2021-11-30 14:47:27社保网

住院费用医保怎么报销?

在了解住院费用医保怎么报销之前,我们需要清楚医保的报销比例,报销的起付线和封顶线是什么。

报销比例:医保的报销比例并不都是100%,需要结合实际情况来看,有的项目报销比例是100%,有的可能只有90%。不同医院的报销比例也不一样。

起付线:起付线指的是医保基金的起付标准,参保人在定点医疗机构实际发生的“三个目录”内的医疗费用,要先自己承担起付线以下的费用,过了起付线费用的部分才可以按规定、按比例报销。

封顶线:即参保人在一年度内累计能从医保基金里获得报销的最大限额,封顶线以外的费用基本医保不能报销,对于城乡居民医保的参保人来说,大病保险也可以进行报销。
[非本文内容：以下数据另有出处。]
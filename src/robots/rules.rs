use std::collections::BTreeSet;
use std::ops::Bound;

/// Sorted set of path prefixes with redundant entries removed
///
/// No stored rule is ever a prefix of another stored rule. Because of that, the
/// only candidate prefix of a path is the greatest rule that sorts before it.
#[derive(Debug, Clone, Default, PartialEq, Eq)]
pub struct RuleSet {
    rules: BTreeSet<String>,
}

impl RuleSet {
    pub fn new() -> Self {
        Self::default()
    }

    /// Adds a rule, returning false when an existing rule already covers it
    ///
    /// Rules that the new one covers are removed.
    pub fn add(&mut self, rule: &str) -> bool {
        if self.preceding(rule).is_some_and(|prev| rule.starts_with(prev)) {
            return false;
        }

        let inserted = self.rules.insert(rule.to_string());

        let covered: Vec<String> = self
            .rules
            .range::<str, _>((Bound::Excluded(rule), Bound::Unbounded))
            .take_while(|candidate| candidate.starts_with(rule))
            .cloned()
            .collect();
        for candidate in covered {
            self.rules.remove(&candidate);
        }

        inserted
    }

    /// Returns true if some stored rule is a prefix of `path`
    pub fn contains_prefix_of(&self, path: &str) -> bool {
        self.matching_prefix(path).is_some()
    }

    /// The stored rule that is a prefix of `path`, if any
    pub fn matching_prefix(&self, path: &str) -> Option<&str> {
        if let Some(exact) = self.rules.get(path) {
            return Some(exact.as_str());
        }
        self.preceding(path).filter(|prev| path.starts_with(prev))
    }

    pub fn len(&self) -> usize {
        self.rules.len()
    }

    pub fn is_empty(&self) -> bool {
        self.rules.is_empty()
    }

    pub fn iter(&self) -> impl Iterator<Item = &str> {
        self.rules.iter().map(String::as_str)
    }

    fn preceding(&self, path: &str) -> Option<&str> {
        self.rules
            .range::<str, _>((Bound::Unbounded, Bound::Excluded(path)))
            .next_back()
            .map(String::as_str)
    }
}

/// Path prefixes kept exactly as added, for longest-match lookups
#[derive(Debug, Clone, Default, PartialEq, Eq)]
pub struct PrefixList {
    rules: BTreeSet<String>,
}

impl PrefixList {
    pub fn new() -> Self {
        Self::default()
    }

    pub fn add(&mut self, rule: &str) -> bool {
        self.rules.insert(rule.to_string())
    }

    /// The longest stored rule that is a prefix of `path`
    pub fn longest_prefix_of(&self, path: &str) -> Option<&str> {
        path.char_indices()
            .map(|(idx, _)| idx)
            .skip(1)
            .chain(std::iter::once(path.len()))
            .collect::<Vec<_>>()
            .into_iter()
            .rev()
            .find_map(|end| self.rules.get(&path[..end]).map(String::as_str))
    }

    pub fn len(&self) -> usize {
        self.rules.len()
    }

    pub fn is_empty(&self) -> bool {
        self.rules.is_empty()
    }
}
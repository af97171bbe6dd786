//! Storage traits and error types
//!
//! This module defines the ordered key-value contract shared by the frontier queue
//! and the document id registry, and the errors it can report.

use thiserror::Error;

/// Errors that can occur during storage operations
#[derive(Debug, Error)]
pub enum StorageError {
    #[error("Store is closed")]
    Closed,

    #[error("Serialization error: {0}")]
    Serialization(String),

    #[error("Corrupt entry: {0}")]
    Corrupt(String),

    #[error("IO error: {0}")]
    Io(#[from] std::io::Error),

    #[error("SQLite error: {0}")]
    Sqlite(#[from] rusqlite::Error),
}

impl From<serde_json::Error> for StorageError {
    fn from(e: serde_json::Error) -> Self {
        Self::Serialization(e.to_string())
    }
}

/// Result type for storage operations
pub type StorageResult<T> = Result<T, StorageError>;

/// A durable map from byte keys to byte values iterated in ascending key order
///
/// Keys compare as unsigned byte strings. Callers serialize access themselves, so
/// implementations only need to be `Send`.
pub trait OrderedStore: Send {
    /// Inserts or replaces the value under `key`
    fn put(&mut self, key: &[u8], value: &[u8]) -> StorageResult<()>;

    fn get(&self, key: &[u8]) -> StorageResult<Option<Vec<u8>>>;

    /// Removes `key`; removing a missing key is not an error
    fn delete(&mut self, key: &[u8]) -> StorageResult<()>;

    /// Returns up to `limit` entries with the smallest keys, in ascending order
    fn cursor(&self, limit: usize) -> StorageResult<Vec<(Vec<u8>, Vec<u8>)>>;

    fn count(&self) -> StorageResult<u64>;

    /// Flushes pending writes to durable storage
    fn sync(&mut self) -> StorageResult<()>;

    /// Releases the underlying resources; later calls fail with [`StorageError::Closed`]
    fn close(&mut self) -> StorageResult<()>;
}
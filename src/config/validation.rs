use crate::config::types::{Config, CrawlerConfig, FetcherConfig, ProxyConfig, RobotsConfig};
use crate::ConfigError;
use url::Url;

/// Validates the entire configuration
///
/// Every failure here is fatal: the controller refuses to start on an invalid config.
pub fn validate(config: &Config) -> Result<(), ConfigError> {
    validate_crawler_config(&config.crawler)?;
    validate_fetcher_config(&config.fetcher)?;
    validate_robots_config(&config.robots)?;
    if let Some(proxy) = &config.proxy {
        validate_proxy_config(proxy)?;
    }
    validate_seeds(&config.crawler.seeds)?;
    Ok(())
}

/// Validates crawler configuration
fn validate_crawler_config(config: &CrawlerConfig) -> Result<(), ConfigError> {
    if config.crawl_storage_folder.as_os_str().is_empty() {
        return Err(ConfigError::Validation(
            "crawl_storage_folder is required".to_string(),
        ));
    }

    if config.politeness_delay_ms < 0 {
        return Err(ConfigError::Validation(format!(
            "politeness_delay_ms must be >= 0, got {}",
            config.politeness_delay_ms
        )));
    }

    if config.max_depth_of_crawling < -1 {
        return Err(ConfigError::Validation(format!(
            "max_depth_of_crawling must be -1 (unlimited) or >= 0, got {}",
            config.max_depth_of_crawling
        )));
    }

    if config.max_depth_of_crawling > i32::from(i16::MAX) {
        return Err(ConfigError::Validation(format!(
            "max_depth_of_crawling must be <= {}, got {}",
            i16::MAX,
            config.max_depth_of_crawling
        )));
    }

    if config.max_pages_to_fetch < -1 {
        return Err(ConfigError::Validation(format!(
            "max_pages_to_fetch must be -1 (unlimited) or >= 0, got {}",
            config.max_pages_to_fetch
        )));
    }

    if config.number_of_crawlers < 1 {
        return Err(ConfigError::Validation(
            "number_of_crawlers must be >= 1".to_string(),
        ));
    }

    Ok(())
}

fn validate_fetcher_config(config: &FetcherConfig) -> Result<(), ConfigError> {
    if config.user_agent_string.trim().is_empty() {
        return Err(ConfigError::Validation(
            "user_agent_string cannot be empty".to_string(),
        ));
    }

    if config.max_total_connections < 1 {
        return Err(ConfigError::Validation(
            "max_total_connections must be >= 1".to_string(),
        ));
    }

    Ok(())
}

fn validate_robots_config(config: &RobotsConfig) -> Result<(), ConfigError> {
    if config.enabled && config.cache_size < 1 {
        return Err(ConfigError::Validation(
            "robots cache_size must be >= 1 when robots handling is enabled".to_string(),
        ));
    }

    if config.enabled && config.user_agent_name.trim().is_empty() {
        return Err(ConfigError::Validation(
            "robots user_agent_name cannot be empty".to_string(),
        ));
    }

    Ok(())
}

fn validate_proxy_config(config: &ProxyConfig) -> Result<(), ConfigError> {
    if config.host.trim().is_empty() {
        return Err(ConfigError::Validation(
            "proxy host cannot be empty".to_string(),
        ));
    }
    Ok(())
}

/// Seeds must be absolute http(s) URLs
fn validate_seeds(seeds: &[String]) -> Result<(), ConfigError> {
    for seed in seeds {
        let url = Url::parse(seed)
            .map_err(|e| ConfigError::InvalidUrl(format!("Invalid seed URL '{}': {}", seed, e)))?;

        if url.scheme() != "http" && url.scheme() != "https" {
            return Err(ConfigError::InvalidUrl(format!(
                "Seed URL '{}' must use http or https",
                seed
            )));
        }
    }
    Ok(())
}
报销的计算方法:医保报销费用=【(甲类药品全部费用+乙类药品扣除自付部分的费用+其他符合医保规定的费用)-起付线】×报销比例

医保报销标准是什么?

1、连续缴纳时间达标才能报销:职工医保一般当月投保,要下个月才能报销,如果之前断缴过一段时间,有的地区可能要连续缴纳3到6个月才能报销。对于灵活就业人员参保医保,必须缴费满6个月。

2、定点机构就医、买药才能报销:一般情况下,只有去定点医院看病、住院才能够报销费用,否则,治疗费用是不能报销的。去药店买药也是在医保定点药店,才能刷医保卡买药,在非医保定点药店只能自掏腰包。

3、报销不要超时:出院的时候一定记得带社保卡、医保卡结算费用,如果不能即时结算,可以先垫付挂账,然后拿着单据凭证到医保部门人工报销医疗费。另外,超过报销时限了,可能就需要个人自费。

4、目录外的药品、医保报销的药物是特定的,一般只有在医保目录内的药品才能报销,而对于医保目录外的药物则不能报销,比如很多进口的创新药、专利药。